* How to complete this task: Produce a perfect copy of the listing, matching each line.

* Source information:
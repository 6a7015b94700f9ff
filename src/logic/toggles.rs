//! System Toggles
//!
//! Operator-controlled kill-switches for the response capabilities.
//! Mutated only by explicit operator commands; the dispatch coordinator
//! takes a fresh snapshot on every decision instead of caching.
//!
//! No persistence across restarts: the process always comes up in the safe
//! default state (detection on, email alerts on, jammer disarmed).

use parking_lot::RwLock;
use serde::{Deserialize, Serialize};

/// Point-in-time snapshot of the toggle state.
#[derive(Debug, Clone, Copy, PartialEq, Eq, Serialize, Deserialize)]
pub struct ToggleState {
    /// Master switch: when false, dispatch is suppressed entirely.
    pub ai_detection_enabled: bool,
    /// Gate for NOTIFY actions.
    pub email_alerts_enabled: bool,
    /// Gate for JAM actions.
    pub jammer_armed: bool,
}

impl Default for ToggleState {
    fn default() -> Self {
        Self {
            ai_detection_enabled: true,
            email_alerts_enabled: true,
            jammer_armed: false,
        }
    }
}

/// Shared toggle store. One lock per logical operation; never held across
/// network work.
#[derive(Debug, Default)]
pub struct SystemToggles {
    state: RwLock<ToggleState>,
}

impl SystemToggles {
    pub fn new() -> Self {
        Self::default()
    }

    pub fn with_state(state: ToggleState) -> Self {
        Self {
            state: RwLock::new(state),
        }
    }

    /// Snapshot read. Subsequent writes by other threads are not reflected
    /// in a snapshot already taken.
    pub fn snapshot(&self) -> ToggleState {
        *self.state.read()
    }

    pub fn set_ai_detection(&self, enabled: bool) {
        self.state.write().ai_detection_enabled = enabled;
        log::info!(
            "Operator toggled AI detection: {}",
            if enabled { "enabled" } else { "disabled" }
        );
    }

    pub fn set_email_alerts(&self, enabled: bool) {
        self.state.write().email_alerts_enabled = enabled;
        log::info!(
            "Operator toggled email alerts: {}",
            if enabled { "enabled" } else { "disabled" }
        );
    }

    pub fn set_jammer_armed(&self, armed: bool) {
        self.state.write().jammer_armed = armed;
        log::info!(
            "Operator toggled jammer: {}",
            if armed { "armed" } else { "standby" }
        );
    }
}
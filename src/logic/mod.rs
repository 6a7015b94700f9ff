//! Engine Logic
//!
//! Detection classification, response dispatch, and the supporting state
//! stores. `main.rs` wires these together; nothing here owns a global.

pub mod config;
pub mod dispatch;
pub mod ledger;
pub mod threat;
pub mod toggles;
pub mod transport;
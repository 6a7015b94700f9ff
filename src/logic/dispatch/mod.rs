//! Dispatch Module
//!
//! Level-to-action policy, the retrying dispatch coordinator, and the
//! manual override path.

pub mod coordinator;
pub mod override_ctrl;

#[cfg(test)]
mod tests;

pub use coordinator::{applicable_actions, DispatchCoordinator};
pub use override_ctrl::{ManualOverrideController, OverrideAudit};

* Exercise output:
repository 6a7015b94700f9ff
filename src/logic/toggles.rs
//! System Toggles
//!
//! Operator-controlled kill-switches for the response capabilities.
//! Mutated only by explicit operator commands; the dispatch coordinator
//! takes a fresh snapshot on every decision instead of caching.
//!
//! No persistence across restarts: the process always comes up in the safe
//! default state (detection on, email alerts on, jammer disarmed).

use parking_lot::RwLock;
use serde::{Deserialize, Serialize};

/// Point-in-time snapshot of the toggle state.
#[derive(Debug, Clone, Copy, PartialEq, Eq, Serialize, Deserialize)]
pub struct ToggleState {
    /// Master switch: when false, dispatch is suppressed entirely.
    pub ai_detection_enabled: bool,
    /// Gate for NOTIFY actions.
    pub email_alerts_enabled: bool,
    /// Gate for JAM actions.
    pub jammer_armed: bool,
}

impl Default for ToggleState {
    fn default() -> Self {
        Self {
            ai_detection_enabled: true,
            email_alerts_enabled: true,
            jammer_armed: false,
        }
    }
}

/// Shared toggle store. One lock per logical operation; never held across
/// network work.
#[derive(Debug, Default)]
pub struct SystemToggles {
    state: RwLock<ToggleState>,
}

impl SystemToggles {
    pub fn new() -> Self {
        Self::default()
    }

    pub fn with_state(state: ToggleState) -> Self {
        Self {
            state: RwLock::new(state),
        }
    }

    /// Snapshot read. Subsequent writes by other threads are not reflected
    /// in a snapshot already taken.
    pub fn snapshot(&self) -> ToggleState {
        *self.state.read()
    }

    pub fn set_ai_detection(&self, enabled: bool) {
        self.state.write().ai_detection_enabled = enabled;
        log::info!(
            "Operator toggled AI detection: {}",
            if enabled { "enabled" } else { "disabled" }
        );
    }

    pub fn set_email_alerts(&self, enabled: bool) {
        self.state.write().email_alerts_enabled = enabled;
        log::info!(
            "Operator toggled email alerts: {}",
            if enabled { "enabled" } else { "disabled" }
        );
    }

    pub fn set_jammer_armed(&self, armed: bool) {
        self.state.write().jammer_armed = armed;
        log::info!(
            "Operator toggled jammer: {}",
            if armed { "armed" } else { "standby" }
        );
    }
}
filename src/logic/mod.rs
repository 6a7015b94700f9ff
//! Engine Logic
//!
//! Detection classification, response dispatch, and the supporting state
//! stores. `main.rs` wires these together; nothing here owns a global.

pub mod config;
pub mod dispatch;
pub mod ledger;
pub mod threat;
pub mod toggles;
pub mod transport;
repository 6a7015b94700f9ff
filename src/logic/dispatch/mod.rs
//! Dispatch Module
//!
//! Level-to-action policy, the retrying dispatch coordinator, and the
//! manual override path.

pub mod coordinator;
pub mod override_ctrl;

#[cfg(test)]
mod tests;

pub use coordinator::{applicable_actions, DispatchCoordinator};
pub use override_ctrl::{ManualOverrideController, OverrideAudit};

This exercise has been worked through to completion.